Stored data:
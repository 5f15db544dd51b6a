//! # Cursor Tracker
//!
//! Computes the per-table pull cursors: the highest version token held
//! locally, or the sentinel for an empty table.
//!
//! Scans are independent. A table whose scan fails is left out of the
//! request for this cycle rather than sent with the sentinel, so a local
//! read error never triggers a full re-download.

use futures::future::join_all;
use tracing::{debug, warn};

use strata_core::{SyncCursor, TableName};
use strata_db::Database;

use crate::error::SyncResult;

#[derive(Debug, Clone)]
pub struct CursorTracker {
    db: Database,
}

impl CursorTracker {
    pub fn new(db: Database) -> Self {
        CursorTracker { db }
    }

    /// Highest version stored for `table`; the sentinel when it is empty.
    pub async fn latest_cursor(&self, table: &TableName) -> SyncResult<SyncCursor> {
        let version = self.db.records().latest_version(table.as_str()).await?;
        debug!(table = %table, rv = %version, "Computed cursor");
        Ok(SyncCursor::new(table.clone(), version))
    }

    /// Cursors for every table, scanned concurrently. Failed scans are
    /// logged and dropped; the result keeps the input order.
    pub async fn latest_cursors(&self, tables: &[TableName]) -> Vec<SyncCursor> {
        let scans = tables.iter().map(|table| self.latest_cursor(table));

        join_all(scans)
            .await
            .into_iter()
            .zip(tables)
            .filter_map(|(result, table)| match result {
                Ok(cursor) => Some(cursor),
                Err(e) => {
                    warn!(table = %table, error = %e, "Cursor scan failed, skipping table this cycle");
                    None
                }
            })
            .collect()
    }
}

» Task item
Could you retype every record above exactly as it appears?

» Answer to this exercise
repository 5f15db544dd51b6a
//! # Cursor Tracker
//!
//! Computes the per-table pull cursors: the highest version token held
//! locally, or the sentinel for an empty table.
//!
//! Scans are independent. A table whose scan fails is left out of the
//! request for this cycle rather than sent with the sentinel, so a local
//! read error never triggers a full re-download.

use futures::future::join_all;
use tracing::{debug, warn};

use strata_core::{SyncCursor, TableName};
use strata_db::Database;

use crate::error::SyncResult;

#[derive(Debug, Clone)]
pub struct CursorTracker {
    db: Database,
}

impl CursorTracker {
    pub fn new(db: Database) -> Self {
        CursorTracker { db }
    }

    /// Highest version stored for `table`; the sentinel when it is empty.
    pub async fn latest_cursor(&self, table: &TableName) -> SyncResult<SyncCursor> {
        let version = self.db.records().latest_version(table.as_str()).await?;
        debug!(table = %table, rv = %version, "Computed cursor");
        Ok(SyncCursor::new(table.clone(), version))
    }

    /// Cursors for every table, scanned concurrently. Failed scans are
    /// logged and dropped; the result keeps the input order.
    pub async fn latest_cursors(&self, tables: &[TableName]) -> Vec<SyncCursor> {
        let scans = tables.iter().map(|table| self.latest_cursor(table));

        join_all(scans)
            .await
            .into_iter()
            .zip(tables)
            .filter_map(|(result, table)| match result {
                Ok(cursor) => Some(cursor),
                Err(e) => {
                    warn!(table = %table, error = %e, "Cursor scan failed, skipping table this cycle");
                    None
                }
            })
            .collect()
    }
}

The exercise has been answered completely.